# [WHAT YOU HAVE TO DO]
Your reply must be one number: the count of lines in the data below that contain "localhost".

━━━

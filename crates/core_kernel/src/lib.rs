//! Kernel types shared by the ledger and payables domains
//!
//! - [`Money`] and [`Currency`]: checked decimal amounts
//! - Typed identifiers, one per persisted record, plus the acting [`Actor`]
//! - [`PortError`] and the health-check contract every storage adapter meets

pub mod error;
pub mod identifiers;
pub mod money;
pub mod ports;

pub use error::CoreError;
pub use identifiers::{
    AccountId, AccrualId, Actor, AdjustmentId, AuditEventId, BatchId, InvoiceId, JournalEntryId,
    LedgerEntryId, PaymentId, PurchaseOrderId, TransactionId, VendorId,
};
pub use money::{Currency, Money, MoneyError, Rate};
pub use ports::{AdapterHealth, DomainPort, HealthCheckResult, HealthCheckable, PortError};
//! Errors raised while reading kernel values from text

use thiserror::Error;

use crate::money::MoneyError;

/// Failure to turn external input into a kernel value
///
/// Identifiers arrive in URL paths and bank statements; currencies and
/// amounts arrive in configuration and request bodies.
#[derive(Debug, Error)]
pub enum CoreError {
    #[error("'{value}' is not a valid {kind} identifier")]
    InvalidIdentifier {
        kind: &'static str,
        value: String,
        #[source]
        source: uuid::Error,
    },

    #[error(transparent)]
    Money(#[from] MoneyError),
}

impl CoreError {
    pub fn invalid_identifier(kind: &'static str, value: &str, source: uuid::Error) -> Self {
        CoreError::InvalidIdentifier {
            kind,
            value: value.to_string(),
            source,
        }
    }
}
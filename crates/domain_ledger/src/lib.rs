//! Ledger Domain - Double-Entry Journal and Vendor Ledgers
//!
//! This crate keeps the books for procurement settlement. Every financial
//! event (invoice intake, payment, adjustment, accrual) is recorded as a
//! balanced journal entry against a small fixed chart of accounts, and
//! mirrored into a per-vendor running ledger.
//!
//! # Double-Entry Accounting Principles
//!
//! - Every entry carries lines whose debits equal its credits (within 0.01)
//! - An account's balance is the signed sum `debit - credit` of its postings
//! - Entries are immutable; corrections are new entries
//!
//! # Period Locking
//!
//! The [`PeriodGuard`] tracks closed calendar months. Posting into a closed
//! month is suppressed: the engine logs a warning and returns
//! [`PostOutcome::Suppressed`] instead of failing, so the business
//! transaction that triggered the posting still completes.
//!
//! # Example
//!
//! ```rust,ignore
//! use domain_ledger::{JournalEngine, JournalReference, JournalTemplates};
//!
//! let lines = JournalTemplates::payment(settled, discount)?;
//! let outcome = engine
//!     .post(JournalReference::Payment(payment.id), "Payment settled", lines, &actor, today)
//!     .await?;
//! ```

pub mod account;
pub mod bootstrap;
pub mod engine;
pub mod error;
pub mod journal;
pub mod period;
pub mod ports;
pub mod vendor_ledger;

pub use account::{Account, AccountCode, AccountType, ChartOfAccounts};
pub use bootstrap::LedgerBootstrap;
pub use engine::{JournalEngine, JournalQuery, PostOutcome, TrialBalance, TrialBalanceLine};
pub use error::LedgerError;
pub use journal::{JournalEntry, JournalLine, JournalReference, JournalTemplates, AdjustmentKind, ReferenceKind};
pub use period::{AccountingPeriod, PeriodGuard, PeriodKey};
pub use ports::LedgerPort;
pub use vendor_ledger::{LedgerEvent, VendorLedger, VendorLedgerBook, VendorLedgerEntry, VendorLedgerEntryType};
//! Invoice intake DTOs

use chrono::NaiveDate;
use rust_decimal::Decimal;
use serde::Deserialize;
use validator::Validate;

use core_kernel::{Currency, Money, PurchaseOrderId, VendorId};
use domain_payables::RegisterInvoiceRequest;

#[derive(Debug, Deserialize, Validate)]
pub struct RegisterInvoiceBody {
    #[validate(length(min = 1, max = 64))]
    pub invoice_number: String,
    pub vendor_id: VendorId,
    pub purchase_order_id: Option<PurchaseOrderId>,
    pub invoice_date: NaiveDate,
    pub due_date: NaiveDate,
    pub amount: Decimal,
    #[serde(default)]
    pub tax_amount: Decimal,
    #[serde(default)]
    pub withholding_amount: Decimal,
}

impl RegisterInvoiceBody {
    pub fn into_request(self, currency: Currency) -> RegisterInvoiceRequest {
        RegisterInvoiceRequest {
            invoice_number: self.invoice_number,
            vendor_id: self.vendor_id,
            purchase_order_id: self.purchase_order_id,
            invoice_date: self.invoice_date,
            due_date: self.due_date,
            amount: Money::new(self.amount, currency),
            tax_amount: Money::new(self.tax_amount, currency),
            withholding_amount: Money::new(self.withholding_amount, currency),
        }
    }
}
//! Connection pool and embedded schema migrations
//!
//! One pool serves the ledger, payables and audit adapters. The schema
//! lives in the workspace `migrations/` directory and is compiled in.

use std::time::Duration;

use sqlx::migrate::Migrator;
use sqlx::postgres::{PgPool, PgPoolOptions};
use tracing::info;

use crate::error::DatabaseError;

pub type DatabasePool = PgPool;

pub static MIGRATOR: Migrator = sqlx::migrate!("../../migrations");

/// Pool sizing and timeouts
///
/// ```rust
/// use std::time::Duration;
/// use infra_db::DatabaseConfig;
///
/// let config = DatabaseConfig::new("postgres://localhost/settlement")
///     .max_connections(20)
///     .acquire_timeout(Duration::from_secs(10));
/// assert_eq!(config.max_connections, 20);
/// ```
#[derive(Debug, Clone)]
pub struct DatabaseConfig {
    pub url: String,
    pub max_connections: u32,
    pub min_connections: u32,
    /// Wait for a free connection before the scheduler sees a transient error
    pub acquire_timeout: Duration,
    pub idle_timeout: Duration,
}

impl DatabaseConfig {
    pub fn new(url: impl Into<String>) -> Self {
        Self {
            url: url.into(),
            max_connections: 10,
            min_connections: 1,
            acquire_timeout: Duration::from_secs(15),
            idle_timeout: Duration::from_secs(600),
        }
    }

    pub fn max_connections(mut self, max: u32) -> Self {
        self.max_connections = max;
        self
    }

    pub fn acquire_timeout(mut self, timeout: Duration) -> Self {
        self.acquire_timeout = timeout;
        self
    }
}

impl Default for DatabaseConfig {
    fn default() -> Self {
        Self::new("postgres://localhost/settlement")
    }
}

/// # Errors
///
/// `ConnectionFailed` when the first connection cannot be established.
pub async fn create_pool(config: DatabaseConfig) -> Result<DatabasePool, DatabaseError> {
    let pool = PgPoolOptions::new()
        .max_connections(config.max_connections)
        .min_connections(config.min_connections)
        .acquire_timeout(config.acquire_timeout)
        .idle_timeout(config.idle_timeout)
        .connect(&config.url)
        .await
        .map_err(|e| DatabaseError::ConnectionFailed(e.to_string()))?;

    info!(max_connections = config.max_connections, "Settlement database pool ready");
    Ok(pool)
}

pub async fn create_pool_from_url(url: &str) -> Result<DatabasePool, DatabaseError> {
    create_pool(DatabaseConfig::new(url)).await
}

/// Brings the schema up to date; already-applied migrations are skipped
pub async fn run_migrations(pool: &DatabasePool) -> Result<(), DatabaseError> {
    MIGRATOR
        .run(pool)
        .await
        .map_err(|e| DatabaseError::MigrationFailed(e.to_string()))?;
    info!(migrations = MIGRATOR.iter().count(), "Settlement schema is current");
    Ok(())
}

━━━

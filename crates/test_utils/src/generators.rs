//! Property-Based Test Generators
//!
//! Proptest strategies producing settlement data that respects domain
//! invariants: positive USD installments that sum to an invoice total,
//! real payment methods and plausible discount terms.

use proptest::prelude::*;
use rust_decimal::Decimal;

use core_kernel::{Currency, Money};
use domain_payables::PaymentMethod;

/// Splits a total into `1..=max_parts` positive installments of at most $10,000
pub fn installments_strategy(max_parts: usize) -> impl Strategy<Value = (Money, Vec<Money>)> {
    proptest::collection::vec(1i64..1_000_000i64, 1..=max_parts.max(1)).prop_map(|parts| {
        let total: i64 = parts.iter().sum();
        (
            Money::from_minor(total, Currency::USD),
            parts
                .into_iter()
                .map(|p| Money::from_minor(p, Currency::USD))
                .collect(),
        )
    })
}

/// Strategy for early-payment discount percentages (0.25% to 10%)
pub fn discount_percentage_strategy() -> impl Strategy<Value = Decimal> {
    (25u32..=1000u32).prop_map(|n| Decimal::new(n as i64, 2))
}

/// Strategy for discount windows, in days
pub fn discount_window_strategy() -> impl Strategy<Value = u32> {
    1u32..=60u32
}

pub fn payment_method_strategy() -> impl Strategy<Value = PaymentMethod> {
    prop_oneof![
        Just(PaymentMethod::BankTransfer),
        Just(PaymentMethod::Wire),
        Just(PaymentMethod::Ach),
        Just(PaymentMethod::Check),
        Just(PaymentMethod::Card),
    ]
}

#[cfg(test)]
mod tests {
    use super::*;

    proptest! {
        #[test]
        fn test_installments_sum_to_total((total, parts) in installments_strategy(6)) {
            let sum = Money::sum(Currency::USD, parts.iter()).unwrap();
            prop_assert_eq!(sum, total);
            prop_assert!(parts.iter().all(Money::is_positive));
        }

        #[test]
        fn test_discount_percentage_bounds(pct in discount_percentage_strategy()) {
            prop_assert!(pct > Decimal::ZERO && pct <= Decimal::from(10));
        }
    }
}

━━━

# [RESULT OF THE EXERCISE]
2